Broomfield is married to Navy Cmdr. Charles Broomfield, who was stationed at the European Command Headquarters in Stuttgart at the time of the diagnosis. They left Stuttgart in July this year after his three-year tour of duty and now live in the Point section of town behind Cardines Field.

"We were supposed to move here in the middle of March, but because of COVID the military issued a general stop movement, which meant we couldn't move," Sandra said. "We were stuck."

"Moving in the military while undergoing cancer treatment is hard," Charlie said. "You throw in COVID and it made it 10 times harder."

Donna Riess, the TRICARE liaison at the Navy Clinic in Newport, contacted them in Germany and they began planning a transition of Sandra's care through the Lifespan Cancer Institute that is based at all of Lifespan's hospitals, including Newport Hospital.

They landed in the U.S. on July 9, just days after the last chemotherapy treatment was completed in Stuttgart.

"In coordination with Newport Hospital and the Lifespan Cancer Institute, we were able to see the radiation specialist up in Providence on July 14, which was blindingly fast and kept her treatment on schedule," Charlie said.

Dr. David Wazer, head of the Lifespan Cancer Institute, met with them. "He was very attentive, listened, and made sure everything was perfect," Sandra said.

Dr. Don Dizon was the oncologist who managed Broomfield's care, which included 19 sessions of radiation spaced over four weeks at Lifespan's Rhode Island Hospital. The radiation was not available in Newport.

"When she came here, we had to review the pathology of her breast surgery in Germany," Dizon said.

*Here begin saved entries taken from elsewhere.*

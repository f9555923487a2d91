#[cfg(test)]
mod tests {
    use std::cell::{Cell, RefCell};
    use std::rc::Rc;

    use crate::*;

    #[test]
    fn test_toggle_involution() {
        let store = ToggleStore::new(ToggleConfig::new());
        assert!(!store.on());

        store.toggle().unwrap();
        assert!(store.on());

        store.toggle().unwrap();
        assert!(!store.on());
    }

    #[test]
    fn test_reset_restores_latched_initial() {
        for initial in [false, true] {
            let store = ToggleStore::new(ToggleConfig::new().initial_on(initial));
            for _ in 0..5 {
                store.toggle().unwrap();
            }
            store.reset().unwrap();
            assert_eq!(store.on(), initial);
        }
    }

    #[test]
    fn test_end_to_end_scenario() {
        let store = ToggleStore::new(ToggleConfig::new().initial_on(false));
        store.toggle().unwrap();
        assert!(store.on());
        store.toggle().unwrap();
        assert!(!store.on());
        store.reset().unwrap();
        assert!(!store.on());

        let store = ToggleStore::new(ToggleConfig::new().initial_on(true));
        store.toggle().unwrap();
        assert!(!store.on());
        store.reset().unwrap();
        assert!(store.on());
    }

    #[test]
    fn test_on_change_fires_with_suggestion() {
        let seen = Rc::new(RefCell::new(Vec::new()));

        let store = ToggleStore::new(ToggleConfig::new().on_change({
            let seen = seen.clone();
            move |suggested, action| seen.borrow_mut().push((suggested, *action))
        }));

        store.toggle().unwrap();
        assert_eq!(
            *seen.borrow(),
            vec![(ToggleState { on: true }, Action::Toggle)]
        );

        store.reset().unwrap();
        assert_eq!(seen.borrow().len(), 2);
        assert_eq!(
            seen.borrow()[1],
            (
                ToggleState { on: false },
                Action::Reset(ToggleState { on: false })
            )
        );
    }

    #[test]
    fn test_controlled_override_supremacy() {
        let store = ToggleStore::new(ToggleConfig::new().controlled_on(true).read_only(true));
        assert_eq!(store.mode(), ControlMode::Controlled);

        for _ in 0..3 {
            store.toggle().unwrap();
            assert!(store.on());
        }
        store.reset().unwrap();
        assert!(store.on());
    }

    #[test]
    fn test_controlled_suggestion_uses_effective_state() {
        let seen = Rc::new(RefCell::new(Vec::new()));

        // internal state starts at false, but the owner says true
        let store = ToggleStore::new(
            ToggleConfig::new()
                .initial_on(false)
                .controlled_on(true)
                .on_change({
                    let seen = seen.clone();
                    move |suggested, _| seen.borrow_mut().push(suggested.on)
                }),
        );

        store.toggle().unwrap();
        assert_eq!(*seen.borrow(), vec![false]);
    }

    #[test]
    fn test_controlled_owner_feedback_loop() {
        let owner = Rc::new(Cell::new(false));

        let store = ToggleStore::new(ToggleConfig::new().controlled_on(false).on_change({
            let owner = owner.clone();
            move |suggested, _| owner.set(suggested.on)
        }));

        store.toggle().unwrap();
        assert!(!store.on());

        store.set_controlled_on(Some(owner.get()));
        assert!(store.on());

        store.toggle().unwrap();
        store.set_controlled_on(Some(owner.get()));
        assert!(!store.on());
    }

    #[test]
    fn test_unsupported_action_fails_loudly() {
        let err = toggle_reducer(ToggleState::default(), &Action::Custom("bogus")).unwrap_err();
        assert_eq!(err, ToggleError::UnsupportedAction { kind: "bogus" });

        let store = ToggleStore::new(ToggleConfig::new().initial_on(true));
        assert!(store.dispatch(Action::Custom("bogus")).is_err());
        assert!(store.on());
    }

    #[test]
    fn test_custom_reducer_handles_custom_actions() {
        let store = ToggleStore::new(ToggleConfig::new().reducer(|state, action| match action {
            Action::Custom("force_on") => Ok(ToggleState { on: true }),
            other => toggle_reducer(state, other),
        }));

        store.dispatch(Action::Custom("force_on")).unwrap();
        assert!(store.on());
        store.toggle().unwrap();
        assert!(!store.on());
    }

    #[test]
    fn test_prop_composition_order() {
        let calls = Rc::new(RefCell::new(Vec::new()));

        let store = ToggleStore::new(ToggleConfig::new());
        let props = store.toggler_props(PropOverrides::new().on_activate({
            let calls = calls.clone();
            let store = store.clone();
            // the caller's handler must see the state before the transition
            move || calls.borrow_mut().push(("caller", store.on()))
        }));

        props.activate().unwrap();
        assert_eq!(*calls.borrow(), vec![("caller", false)]);
        assert!(store.on());
    }

    #[test]
    fn test_resetter_props_wrap_reset() {
        let store = ToggleStore::new(ToggleConfig::new().initial_on(true));
        store.toggle().unwrap();
        assert!(!store.on());

        let props = store.resetter_props(PropOverrides::new());
        assert_eq!(props.pressed(), None);
        props.activate().unwrap();
        assert!(store.on());
    }

    #[test]
    fn test_descriptor_merge_order_and_precedence() {
        let store = ToggleStore::new(ToggleConfig::new().initial_on(true));
        let props = store.toggler_props(
            PropOverrides::new()
                .with("pressed", PropValue::Bool(false))
                .with("label", PropValue::Text("night mode".into())),
        );

        // caller wins on collisions, but the entry keeps its position
        assert_eq!(props.pressed(), Some(false));
        let keys: Vec<&str> = props.iter().map(|(k, _)| k).collect();
        assert_eq!(keys, vec!["pressed", "on_activate", "label"]);
    }

    #[test]
    fn test_activation_handler_cannot_be_replaced() {
        let store = ToggleStore::new(ToggleConfig::new());
        let inert: ActivateHandler = Rc::new(|| Ok(()));
        let props = store
            .toggler_props(PropOverrides::new().with("on_activate", PropValue::Activate(inert)));

        props.activate().unwrap();
        assert!(store.on());
    }

    #[test]
    fn test_mode_is_latched() {
        let store = ToggleStore::new(ToggleConfig::new());
        assert_eq!(store.mode(), ControlMode::Uncontrolled);

        // drifting inputs are diagnosed, never obeyed
        store.set_controlled_on(Some(true));
        assert_eq!(store.mode(), ControlMode::Uncontrolled);
        assert!(!store.on());

        let store = ToggleStore::new(ToggleConfig::new().controlled_on(true).read_only(true));
        store.set_controlled_on(None);
        assert_eq!(store.mode(), ControlMode::Controlled);
        assert!(store.on());
    }

    #[test]
    #[should_panic(expected = "owner rejected the change")]
    fn test_on_change_panics_reach_the_dispatch_caller() {
        let store = ToggleStore::new(
            ToggleConfig::new().on_change(|_, _| panic!("owner rejected the change")),
        );
        let _ = store.toggle();
    }
}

He communicated with the German oncologist making sure he had all the information to assess her treatment going forward.

"To uproot in the middle of cancer care is very disconcerting," Dizon said. "We moved very quickly — it was great to work with her."

Dr. Julia Tassinari, a breast surgeon and associate director of the breast cancer multidisciplinary clinic at Newport Hospital, was part of the team that cared for Broomfield after receiving the medical records from Germany.

Broomfield needed to have a chemotherapy port removed to get her off of blood thinners. "I had that done in Newport Hospital," she said.

She also required a bone density scan in connection with the hormone therapy that involved Newport Hospital doctors.

"It's been a team of expertise that attacked her problem and solved it," Charlie said.

"It's been seamless the way everyone interacted with each other," Sandra said.

"For me what was really helpful was that every doctor I went to see had all my information," she said. "That made it easy."

Lifespan's LifeChart system includes all electronic medical records, such as doctors' visits and procedures involving the patient.

"It was nice to be able not to explain myself every time, saying what this doctor or that doctor did," she said. "Everything was there in front of them."

"I am done with all my treatments, except for the hormone therapy," Sandra said Thursday.

The therapy will suppress her estrogen for the next five years. "My cancer was estrogen fed," she said.

The worst is behind her, though. "I am overjoyed," she said. "It's been a long nine months. It's terrifying and the treatment is not easy."

The Broomfields have two daughters, a 25-year-old in the Navy and a 21-year-old student at Johnson & Wales University.

They have decided their traveling days are over.

When the commander is no longer teaching at the Naval War College, he said he would work at a civilian job in the area.

"I was born in Providence in 1970 and never thought I would want to spend my post-military days and retirement in the state," he said. "Now I'm committed. I love it here. This is home."

"We want to stay in Newport now, we love it," Sandra said.